Hier stellen wir die Schritt-für-Schritt-Vorbereitung von vorgemischten, lyophilisierten rekombinasebasierten isothermen Amplifikationen und Clustered Regularly Interspaced Short Palindromic Repeats (CRISPR)-basierten Reaktionen vor, die für den Nachweis von Nukleinsäure-Biomarkern von Krankheitserregern oder anderen genetischen Markern von Interesse verwendet werden können.
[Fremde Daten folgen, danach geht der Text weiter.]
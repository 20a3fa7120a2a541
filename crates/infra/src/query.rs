//! Paging for list queries.

use serde::{Deserialize, Serialize};

/// Page size used when the caller gives none.
pub const DEFAULT_PAGE_SIZE: u32 = 10;

/// Hard cap on a single page.
pub const MAX_PAGE_SIZE: u32 = 1000;

/// Limit/offset window over an insertion-ordered collection.
#[derive(Debug, Clone, Copy, PartialEq, Eq, Serialize, Deserialize)]
pub struct Pagination {
    /// Maximum number of rows to return.
    pub limit: u32,
    /// Offset for pagination (0-based).
    pub offset: u32,
}

impl Default for Pagination {
    fn default() -> Self {
        Self {
            limit: DEFAULT_PAGE_SIZE,
            offset: 0,
        }
    }
}

impl Pagination {
    /// 1-based page number to a window: page < 1 reads page 1, limit < 1 uses `default_limit`.
    pub fn page(page: i64, limit: i64, default_limit: u32) -> Self {
        let page = page.max(1);
        let limit = if limit < 1 {
            default_limit.clamp(1, MAX_PAGE_SIZE)
        } else {
            u32::try_from(limit).unwrap_or(MAX_PAGE_SIZE).min(MAX_PAGE_SIZE)
        };
        let offset = (page - 1).saturating_mul(i64::from(limit));
        Self {
            limit,
            offset: u32::try_from(offset).unwrap_or(u32::MAX),
        }
    }

    /// Cut this window out of an in-memory slice.
    pub fn slice<T: Clone>(&self, rows: &[T]) -> Vec<T> {
        rows.iter()
            .skip(self.offset as usize)
            .take(self.limit as usize)
            .cloned()
            .collect()
    }
}
use core::str::FromStr;
use serde::{Deserialize, Serialize};

use stockroom_core::DomainError;

/// What happens to children when their parent row is deleted.
#[derive(Debug, Copy, Clone, PartialEq, Eq, Serialize, Deserialize)]
#[serde(rename_all = "snake_case")]
pub enum DeletePolicy {
    /// Delete the children too.
    Cascade,
    /// Keep the children and clear their parent reference.
    SetNull,
}

impl DeletePolicy {
    pub fn as_str(&self) -> &'static str {
        match self {
            DeletePolicy::Cascade => "cascade",
            DeletePolicy::SetNull => "set_null",
        }
    }
}

impl core::fmt::Display for DeletePolicy {
    fn fmt(&self, f: &mut core::fmt::Formatter<'_>) -> core::fmt::Result {
        f.write_str(self.as_str())
    }
}

impl FromStr for DeletePolicy {
    type Err = DomainError;

    fn from_str(s: &str) -> Result<Self, Self::Err> {
        match s.trim().to_ascii_lowercase().as_str() {
            "cascade" => Ok(DeletePolicy::Cascade),
            "set_null" | "setnull" | "set-null" => Ok(DeletePolicy::SetNull),
            other => Err(DomainError::validation(format!(
                "unknown delete policy '{other}' (expected cascade or set_null)"
            ))),
        }
    }
}

/// Deletion policy for each parent/child relationship in the catalog.
#[derive(Debug, Copy, Clone, PartialEq, Eq, Serialize, Deserialize)]
pub struct CatalogPolicy {
    /// Storage -> categories.
    pub storage_categories: DeletePolicy,
    /// Category -> items.
    pub category_items: DeletePolicy,
}

impl Default for CatalogPolicy {
    fn default() -> Self {
        Self {
            storage_categories: DeletePolicy::Cascade,
            category_items: DeletePolicy::SetNull,
        }
    }
}
#[tokio::test]
async fn listing_pages_each_kind_and_concatenates() {
    let engine = engine();
    let item = stocked(&engine, "Stapler", 10).await;
    let category_id = item.category_id().unwrap();

    let first_loan = loan(&engine, item.id_typed(), 1).await;
    loan(&engine, item.id_typed(), 2).await;
    inquiry(&engine, item.id_typed(), 1).await;
    engine
        .create_insertion(insertion_request(category_id, "Binder", 3))
        .await
        .unwrap();

    let all = engine.list(1, 10).await.unwrap();
    let kinds: Vec<_> = all.iter().map(|v| v.transaction.kind()).collect();
    assert_eq!(
        kinds,
        vec![
            TransactionKind::Loan,
            TransactionKind::Loan,
            TransactionKind::Inquiry,
            TransactionKind::Insertion,
        ]
    );

    let json = serde_json::to_value(&all[0]).unwrap();
    assert_eq!(json["identifier"], first_loan.reference().to_string());
    assert_eq!(json["kind"], "loan");

    // Page 2 of size 1: only loans have a second row.
    let second = engine.list(2, 1).await.unwrap();
    assert_eq!(second.len(), 1);
    assert_eq!(second[0].transaction.seq(), 2);

    // Out-of-range page/limit fall back to page 1 and the default size.
    assert_eq!(engine.list(0, 0).await.unwrap().len(), 4);

    let by_seq = engine.get_by_seq(TransactionKind::Loan, 1).await.unwrap();
    assert_eq!(by_seq.reference(), first_loan.reference());
}

#[tokio::test]
async fn delete_removes_record_regardless_of_status() {
    let engine = engine();
    let item = stocked(&engine, "Stapler", 10).await;
    let tx = inquiry(&engine, item.id_typed(), 2).await;
    let identifier = tx.reference().to_string();
    engine.apply_status(&identifier, "completed").await.unwrap();

    engine.delete_by_identifier(&identifier).await.unwrap();
    assert!(matches!(
        engine.get_by_identifier(&identifier).await,
        Err(EngineError::NotFound(_))
    ));
    assert!(matches!(
        engine.delete_by_identifier(&identifier).await,
        Err(EngineError::NotFound(_))
    ));
    // Deleting history does not give stock back.
    assert_eq!(on_hand(&engine, item.id_typed()).await, 8);
}

#[tokio::test]
async fn transition_after_item_deletion_is_not_found() {
    let engine = engine();
    let item = stocked(&engine, "Stapler", 10).await;
    let doomed = inquiry(&engine, item.id_typed(), 2).await;
    let other = inquiry(&engine, item.id_typed(), 2).await;

    engine.store().delete_item(item.id_typed()).await.unwrap();

    let err = engine
        .transition(doomed.reference(), TransactionStatus::Completed)
        .await
        .unwrap_err();
    assert!(matches!(err, EngineError::NotFound(_)));
    let reloaded = engine.get(doomed.reference()).await.unwrap();
    assert_eq!(reloaded.status(), TransactionStatus::Pending);
    assert_eq!(reloaded.item_id(), None);

    // Transitions that move no stock still work.
    let rejected = engine
        .transition(other.reference(), TransactionStatus::Rejected)
        .await
        .unwrap();
    assert_eq!(rejected.status(), TransactionStatus::Rejected);
}

#[tokio::test]
async fn export_covers_inclusive_window() {
    let engine = engine();
    let item = stocked(&engine, "Stapler", 10).await;
    let before = Utc::now() - Duration::seconds(1);
    let tx = loan(&engine, item.id_typed(), 1).await;

    let rows = engine.export(before, tx.created_at()).await.unwrap();
    assert_eq!(rows.len(), 1);
    assert_eq!(rows[0].kind, "LoanTransaction");
    assert_eq!(rows[0].item_name.as_deref(), Some("Stapler"));
    assert_eq!(rows[0].category_name.as_deref(), Some("Alat Tulis"));

    let empty = engine
        .export(before - Duration::days(2), before - Duration::days(1))
        .await
        .unwrap();
    assert!(empty.is_empty());

    let err = engine.export(tx.created_at(), before).await.unwrap_err();
    assert!(matches!(err, EngineError::Validation(_)));
}

#[tokio::test(flavor = "multi_thread", worker_threads = 4)]
async fn concurrent_completions_of_one_transaction_debit_once() {
    let engine = Arc::new(engine());
    let item = stocked(&engine, "Stapler", 10).await;
    let tx = inquiry(&engine, item.id_typed(), 3).await;

    let mut handles = Vec::new();
    for _ in 0..8 {
        let engine = engine.clone();
        let reference = tx.reference();
        handles.push(tokio::spawn(async move {
            engine.transition(reference, TransactionStatus::Completed).await
        }));
    }

    let mut succeeded = 0;
    for handle in handles {
        match handle.await.unwrap() {
            Ok(_) => succeeded += 1,
            Err(err) => assert!(matches!(err, EngineError::IllegalTransition { .. })),
        }
    }
    assert_eq!(succeeded, 1);
    assert_eq!(on_hand(&engine, item.id_typed()).await, 7);
}

#[tokio::test(flavor = "multi_thread", worker_threads = 4)]
async fn concurrent_debits_on_one_item_never_go_negative() {
    let engine = Arc::new(engine());
    let item = stocked(&engine, "Kertas A4", 10).await;

    let mut references = Vec::new();
    for _ in 0..6 {
        references.push(inquiry(&engine, item.id_typed(), 2).await.reference());
    }

    let mut handles = Vec::new();
    for reference in references {
        let engine = engine.clone();
        handles.push(tokio::spawn(async move {
            engine.transition(reference, TransactionStatus::Completed).await
        }));
    }

    let mut completed = 0;
    let mut short = 0;
    for handle in handles {
        match handle.await.unwrap() {
            Ok(_) => completed += 1,
            Err(EngineError::InsufficientStock { .. }) => short += 1,
            Err(other) => panic!("unexpected error: {other:?}"),
        }
    }
    assert_eq!(completed, 5);
    assert_eq!(short, 1);
    assert_eq!(on_hand(&engine, item.id_typed()).await, 0);
}
use stockroom_core::ExpectedVersion;
use stockroom_transactions::{StockEffect, Transaction};

use crate::error::StoreResult;

/// One transition to persist: the stock effect and the updated record, together.
#[derive(Debug, Clone, PartialEq, Eq)]
pub struct TransitionCommit {
    pub next: Transaction,
    /// Version of the record the transition was computed from.
    pub expected: ExpectedVersion,
    pub effect: StockEffect,
}

/// Commit a transition so that stock and record never disagree once it returns.
///
/// On success returns the stored record (new version; an insertion is linked to the
/// item it materialized). On failure neither the stock nor the record has changed,
/// except where a compensation failure was logged for reconciliation.
#[async_trait::async_trait]
pub trait TransitionStore: Send + Sync {
    async fn commit(&self, commit: TransitionCommit) -> StoreResult<Transaction>;
}
//! Process-wide tracing setup.

/// Initialize process-wide observability (tracing/logging).
///
/// This is safe to call multiple times; subsequent calls become no-ops.
pub fn init() {
    tracing::init();
}

/// Subscriber configuration (filter, output format).
pub mod tracing;
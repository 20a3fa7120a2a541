//! Infrastructure error taxonomy.

use thiserror::Error;

use stockroom_core::DomainError;

pub type StoreResult<T> = Result<T, StoreError>;

/// Failure reported by a store implementation.
///
/// Business-rule failures detected while storing (insufficient stock, missing parent,
/// blank names) travel as [`StoreError::Domain`] so callers see the same taxonomy
/// whichever backend produced them.
#[derive(Debug, Error, Clone, PartialEq, Eq)]
pub enum StoreError {
    #[error(transparent)]
    Domain(#[from] DomainError),

    /// A row the operation needs is missing.
    #[error("{0} not found")]
    NotFound(String),

    /// Optimistic concurrency failure (stale version, duplicate key).
    #[error("concurrency conflict: {0}")]
    Conflict(String),

    /// Integrity constraint other than foreign-key/check (e.g. not-null).
    #[error("constraint violation: {0}")]
    Constraint(String),

    #[error("connection pool closed in {0}")]
    PoolClosed(String),

    /// Lock poisoning, IO, protocol or decoding failures.
    #[error("backend error: {0}")]
    Backend(String),
}

impl StoreError {
    pub fn not_found(what: impl Into<String>) -> Self {
        Self::NotFound(what.into())
    }

    pub fn backend(msg: impl Into<String>) -> Self {
        Self::Backend(msg.into())
    }

    pub(crate) fn poisoned() -> Self {
        Self::Backend("lock poisoned".to_string())
    }
}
Die molekulare Diagnostik durch CRISPR-basierte Detektion (Clustered Regularly Interspaced Short Palindromic Repeats) weist eine hohe diagnostische Genauigkeit und Eigenschaften auf, die für den Einsatz in Point-of-Care-Umgebungen geeignet sind, wie z. B. schnelle Durchlaufzeiten für Ergebnisse, bequeme, einfache Auslesungen und keine komplizierten Instrumente. Die Reaktionen können jedoch aufgrund ihrer vielen Komponenten und manuellen Handhabungsschritte am Point-of-Care umständlich durchzuführen sein. Darin bieten wir ein schrittweises, optimiertes Protokoll für den robusten Nachweis von Krankheitserregern und genetischen Markern mit rekombinasebasierter isothermer Amplifikation und CRISPR-basierten Reagenzien, die vorgemischt und dann in leicht zu lagernden und gebrauchsfertigen Formaten gefriergetrocknet werden. Vorgemischte, gefriergetrocknete Reagenzien können für den sofortigen Einsatz rehydriert werden und behalten eine hohe Amplifikations- und Nachweiseffizienz bei. Wir bieten auch einen Leitfaden zur Fehlerbehebung für häufig auftretende Probleme bei der Vorbereitung und Verwendung von vorgemischten, gefriergetrockneten Reagenzien für die CRISPR-basierte Diagnostik, um die Nachweisplattform für die breitere Diagnostik-/Gentest-Community zugänglicher zu machen.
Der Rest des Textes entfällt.